22.9.2016

New Pecci Center for Contemporary Art in Prato

The project for the extension of the Centro per l’Arte Contemporanea Luigi Pecci, signed by architect Maurice Nio, is part of a predominantly industrial area, economically vibrant but still devoid of any prominent architectural feature. It is conceived as an extension and connection for the original building, designed by Italo Gamberini completed in 1988.

The first center for contemporary art in Italy was born in Prato in 1988. Conceived by entrepreneur Enrico Pecci and donated to the city in memory of his son Luigi, the Center was built with the support of several founding partners, including the Municipality of Prato, the local industrial association, Cassa di Risparmio di Prato, and a large group of private citizens: a rare Italian example of collaboration between public institutions and private patrons. Its mission was promoting a sensitivity towards emerging art —both national and international— by means of temporary exhibits, didactic activities, shows and multimedia events. The Pecci Center boasts a unique collection in Italy with over 1.000 works by leading international artists: from Anish Kapoor to Jan Fabre, from Jannis Kounellis to Sol LeWitt, as well as the great Italians of the last century, such as Mario Merz or Michelangelo Pistoletto. A patrimony regrettably sacrificed in the storerooms for a long time due to a lack of exhibition space.

To ensure that these assets be given due recognition, in the early 2000s the Pecci Center decided to double its exhibition space and, at the same time, renovate the original building by Gamberini, some aspects of which had become critical and obsolete. The enlargement works, funded by the Municipality of Prato and the  Region of Tuscany (through European Funds), started in 2006 and focused on the construction of a new wing with strong architectural impact, connected to the original building, whose functions and services were redeveloped and upgraded in the meantime. The Embassy of the Kingdom of the Netherlands in Rome supported the birth of the new building.

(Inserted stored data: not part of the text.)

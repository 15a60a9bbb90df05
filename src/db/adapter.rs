use sqlx::mysql::MySqlPool;
use sqlx::{MySql, QueryBuilder};

use crate::config::{DEFAULT_SAMPLE_CAP, KEYWORD_RESULT_CAP};
use crate::db::models::ProductRow;
use crate::error::{AppError, Result};
use crate::types::{QueryMode, SourceKind};

/// One backing product store. Executes the mode's parameterized query against
/// its pool and returns raw rows; tagging and URL synthesis happen in the
/// merger. Every user-supplied value is bound, never interpolated.
pub struct SourceAdapter {
    kind: SourceKind,
    pool: MySqlPool,
}

impl SourceAdapter {
    pub fn new(kind: SourceKind, pool: MySqlPool) -> Self {
        Self { kind, pool }
    }

    /// Per-source select list. The catalog schema has no member-price column,
    /// so it selects NULL to keep one row type across both stores.
    fn select_clause(kind: SourceKind) -> &'static str {
        match kind {
            SourceKind::Catalog => {
                "SELECT goods_id, goods_name, goods_price, \
                 CAST(NULL AS DOUBLE) AS min_level_price, category_path, updated_at \
                 FROM products"
            }
            SourceKind::Card => {
                "SELECT goods_id, goods_name, goods_price, \
                 min_level_price, category_path, updated_at \
                 FROM products"
            }
        }
    }

    pub async fn fetch_products(&self, mode: &QueryMode) -> Result<Vec<ProductRow>> {
        let select = Self::select_clause(self.kind);
        match mode {
            QueryMode::Keyword(terms) => {
                if terms.is_empty() {
                    return Ok(Vec::new());
                }
                let mut qb = keyword_query(select, terms);
                qb.build_query_as::<ProductRow>()
                    .fetch_all(&self.pool)
                    .await
                    .map_err(AppError::from_sqlx)
            }
            QueryMode::Category(category) => {
                let sql = format!("{select} WHERE category_path = ? ORDER BY updated_at DESC");
                sqlx::query_as::<_, ProductRow>(&sql)
                    .bind(category)
                    .fetch_all(&self.pool)
                    .await
                    .map_err(AppError::from_sqlx)
            }
            QueryMode::Default => {
                // uniform sample in storage; merged set is re-shuffled anyway
                let sql = format!("{select} ORDER BY RAND() LIMIT {DEFAULT_SAMPLE_CAP}");
                sqlx::query_as::<_, ProductRow>(&sql)
                    .fetch_all(&self.pool)
                    .await
                    .map_err(AppError::from_sqlx)
            }
        }
    }

    /// Distinct non-empty category labels from this store.
    pub async fn fetch_categories(&self) -> Result<Vec<String>> {
        let rows: Vec<(String,)> = sqlx::query_as(
            "SELECT DISTINCT category_path FROM products \
             WHERE category_path IS NOT NULL AND category_path != ''",
        )
        .fetch_all(&self.pool)
        .await
        .map_err(AppError::from_sqlx)?;
        Ok(rows.into_iter().map(|(c,)| c).collect())
    }
}

/// Wraps a substring-search value with wildcard markers before it is bound.
fn like_pattern(term: &str) -> String {
    format!("%{term}%")
}

/// Builds the keyword disjunction: for every expanded term, match either the
/// name or the category path. Ordering and cap follow keyword-mode policy.
fn keyword_query(select: &str, terms: &[String]) -> QueryBuilder<'static, MySql> {
    let mut qb = QueryBuilder::new(select.to_string());
    qb.push(" WHERE ");
    for (i, term) in terms.iter().enumerate() {
        if i > 0 {
            qb.push(" OR ");
        }
        qb.push("goods_name LIKE ");
        qb.push_bind(like_pattern(term));
        qb.push(" OR category_path LIKE ");
        qb.push_bind(like_pattern(term));
    }
    qb.push(format!(" ORDER BY goods_price ASC LIMIT {KEYWORD_RESULT_CAP}"));
    qb
}

#[cfg(test)]
mod tests {
    use super::*;

    fn terms(ts: &[&str]) -> Vec<String> {
        ts.iter().map(|t| t.to_string()).collect()
    }

    #[test]
    fn like_pattern_wraps_with_wildcards() {
        assert_eq!(like_pattern("肯德基"), "%肯德基%");
        assert_eq!(like_pattern(""), "%%");
    }

    #[test]
    fn keyword_query_binds_two_predicates_per_term() {
        let mut qb = keyword_query(SourceAdapter::select_clause(SourceKind::Card), &terms(&["kfc", "肯德基"]));
        let sql = qb.sql();
        // one placeholder per LIKE, two LIKEs per term
        assert_eq!(sql.matches('?').count(), 4);
        assert_eq!(sql.matches("goods_name LIKE").count(), 2);
        assert_eq!(sql.matches("category_path LIKE").count(), 2);
        assert_eq!(sql.matches(" OR ").count(), 3);
    }

    #[test]
    fn keyword_query_applies_price_ordering_and_cap() {
        let mut qb = keyword_query(SourceAdapter::select_clause(SourceKind::Catalog), &terms(&["会员"]));
        assert!(qb.sql().ends_with("ORDER BY goods_price ASC LIMIT 100"));
    }

    #[test]
    fn keyword_query_never_interpolates_the_term() {
        let mut qb = keyword_query(SourceAdapter::select_clause(SourceKind::Catalog), &terms(&["kfc"]));
        assert!(!qb.sql().contains("kfc"), "search value must be bound, not inlined");
    }

    #[test]
    fn catalog_selects_null_member_price() {
        let catalog = SourceAdapter::select_clause(SourceKind::Catalog);
        let card = SourceAdapter::select_clause(SourceKind::Card);
        assert!(catalog.contains("CAST(NULL AS DOUBLE) AS min_level_price"));
        assert!(!card.contains("NULL"));
        assert!(card.contains("min_level_price"));
    }
}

The project for the extension of the Centro per l’Arte Contemporanea Luigi Pecci, signed by architect Maurice Nio, is part of a predominantly industrial area, economically vibrant but still devoid of any prominent architectural feature. It is conceived as an extension and connection for the original building, designed by Italo Gamberini with a profile that was strongly influenced by the surrounding industrial landscape and completed in 1988. The complex is located near the East exit of the A11 autostrada, along the highway that connects Florence with Pistoia. A place of transition and transit, where the existing building stands “like the imperial palace in Tokyo, visible to everyone but very inaccessible”, notices Maurice Nio who, with this observation, pinpoints the primary aim he gave himself when designing the extension: to declare the presence of the Center, to highlight its access points —rather hidden until today—, to invite the public to explore its spaces, its collections, its exhibitions. Also, the project is meant to complete and reorganize the circulation within the art center, refining its exhibition possibilities and enhancing its use.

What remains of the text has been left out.